FIG. 13 is a time chart showing the operation of the fifth embodiment of the present invention. In the figure, components similar to those in FIG. In the figure, an alternating signal of “1010” is used as the simplest preample pattern. FIG. 13A shows an operation for a high-speed signal, and FIG. 13B shows an operation for a low-speed signal. As shown in FIG. 13A, since the preamble period is 2 bits here, a delay time difference D ₂ of 1 bit (one half of the preamble pattern period) is provided between the delay elements 24 and 25. Shows the operation when Node signals A and B are input to the mismatch detection circuit 26 with a delay time difference D _2, its output is outputted as the potential of the node C. It can be seen that the preamble part is the same code continuation of the code “1” (the part indicated by “0” in the figure). By designing the integration circuit 6 so that its time constant is τ ₀ , the integration circuit 6 can react to the same sign sequence having a length of the preamble and output a potential exceeding the threshold value of the comparison circuit 7. After that, when a random signal in the payload portion is input, the mismatch output outputs a mismatch between the signals with a mark ratio of 1/2, so the output signal also becomes a mark ratio with a probability of 1/2, and its integrated output is It drops to an average potential that is half of the continuous “1” sign. As a result, a pulse signal having a finite width having a rising edge in the middle of the preamble is output to the output terminal 10 of the comparison circuit 7.

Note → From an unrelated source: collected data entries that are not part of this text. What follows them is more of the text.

//! Mimir error types

use std::fmt;
use std::time::Duration;

/// Pipeline stage that produced a failure.
#[derive(Debug, Clone, Copy, PartialEq, Eq, Hash)]
pub enum Stage {
    Embedding,
    Search,
    Generation,
}

impl Stage {
    /// Label used in logs and metrics.
    pub fn as_str(&self) -> &'static str {
        match self {
            Stage::Embedding => "embedding",
            Stage::Search => "search",
            Stage::Generation => "generation",
        }
    }
}

impl fmt::Display for Stage {
    fn fmt(&self, f: &mut fmt::Formatter<'_>) -> fmt::Result {
        f.write_str(self.as_str())
    }
}

/// Mimir error types
///
/// Backend clients return the low-level variants (`Http`, `Api`, ...). The
/// orchestrator wraps them in the stage variant that failed, so callers can
/// branch on [`stage()`](Self::stage) without parsing messages.
#[derive(Debug, Clone, thiserror::Error)]
pub enum MimirError {
    // Pipeline stage failures
    #[error("embedding stage failed: {0}")]
    Embedding(#[source] Box<MimirError>),

    #[error("search stage failed: {0}")]
    Search(#[source] Box<MimirError>),

    #[error("generation stage failed: {0}")]
    Generation(#[source] Box<MimirError>),

    #[error("request timed out after {0:?}")]
    RequestTimeout(Duration),

    // Backend/network errors
    #[error("HTTP error: {0}")]
    Http(String),

    #[error("API error ({status}): {message}")]
    Api { status: u16, message: String },

    #[error("timed out after {0:?}")]
    Timeout(Duration),

    #[error("empty response from backend")]
    EmptyResponse,

    /// Generated output ended before the backend signalled completion.
    #[error("truncated output: {0}")]
    Truncated(String),

    #[error("LLM error: {0}")]
    Llm(String),

    /// Shared cache tier failure. Absorbed inside the tiered cache.
    #[error("cache unavailable: {0}")]
    CacheUnavailable(String),

    // Data errors
    #[error("JSON error: {0}")]
    Json(String),

    #[error("invalid input: {0}")]
    InvalidInput(String),

    #[error("data error: {0}")]
    DataError(String),

    // Configuration errors
    #[error("configuration error: {0}")]
    Configuration(String),
}

impl MimirError {
    /// Wrap a backend failure as an embedding-stage error.
    pub fn embedding(cause: MimirError) -> Self {
        MimirError::Embedding(Box::new(cause))
    }

    /// Wrap a backend failure as a search-stage error.
    pub fn search(cause: MimirError) -> Self {
        MimirError::Search(Box::new(cause))
    }

    /// Wrap a backend failure as a generation-stage error.
    pub fn generation(cause: MimirError) -> Self {
        MimirError::Generation(Box::new(cause))
    }

    /// Wrap `cause` in the variant for `stage`.
    pub fn at_stage(stage: Stage, cause: MimirError) -> Self {
        match stage {
            Stage::Embedding => Self::embedding(cause),
            Stage::Search => Self::search(cause),
            Stage::Generation => Self::generation(cause),
        }
    }

    /// Stage that failed, if this error came out of the pipeline.
    pub fn stage(&self) -> Option<Stage> {
        match self {
            MimirError::Embedding(_) => Some(Stage::Embedding),
            MimirError::Search(_) => Some(Stage::Search),
            MimirError::Generation(_) => Some(Stage::Generation),
            _ => None,
        }
    }

    /// Underlying backend failure for stage errors; `self` otherwise.
    pub fn cause(&self) -> &MimirError {
        match self {
            MimirError::Embedding(inner)
            | MimirError::Search(inner)
            | MimirError::Generation(inner) => inner.cause(),
            other => other,
        }
    }

    /// Whether the caller may reasonably retry the same request.
    ///
    /// The core never retries on its own. Every stage failure is surfaced
    /// as retryable; inspect [`cause`](Self::cause) to tell an outage from
    /// a rejected input.
    pub fn is_retryable(&self) -> bool {
        match self {
            MimirError::Embedding(_)
            | MimirError::Search(_)
            | MimirError::Generation(_)
            | MimirError::RequestTimeout(_) => true,
            other => other.is_transient(),
        }
    }

    /// Whether this low-level error is likely to go away on its own.
    pub fn is_transient(&self) -> bool {
        match self {
            MimirError::Http(_)
            | MimirError::Timeout(_)
            | MimirError::RequestTimeout(_)
            | MimirError::EmptyResponse
            | MimirError::Truncated(_)
            | MimirError::CacheUnavailable(_) => true,
            MimirError::Api { status, .. } => *status == 429 || *status >= 500,
            _ => false,
        }
    }
}

impl From<serde_json::Error> for MimirError {
    fn from(err: serde_json::Error) -> Self {
        MimirError::Json(err.to_string())
    }
}

impl From<llm::error::LLMError> for MimirError {
    fn from(err: llm::error::LLMError) -> Self {
        let msg = err.to_string();
        if msg.contains("rate limit") || msg.contains("429") {
            MimirError::Api {
                status: 429,
                message: msg,
            }
        } else if msg.contains("authentication")
            || msg.contains("401")
            || msg.contains("invalid api key")
        {
            MimirError::Configuration(msg)
        } else {
            MimirError::Llm(msg)
        }
    }
}

/// Result type alias for Mimir operations
pub type Result<T> = std::result::Result<T, MimirError>;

  On the other hand, as shown in FIG. 13B, when a low speed signal is input, the delay difference between the nodes A and B is the preamble period of the low speed signal (here, the same pattern as the high speed signal and the speed is 3 minutes). Therefore, the output of the mismatch detection circuit 26 in the preamble part is not “1” in the same sign sequence (here, the signal has a mark ratio of 1/3). ing). For this reason, since the output of the integration circuit 6 does not exceed the threshold value of the comparison circuit 7, no pulse signal is output to the output terminal 10 of the comparison circuit 7.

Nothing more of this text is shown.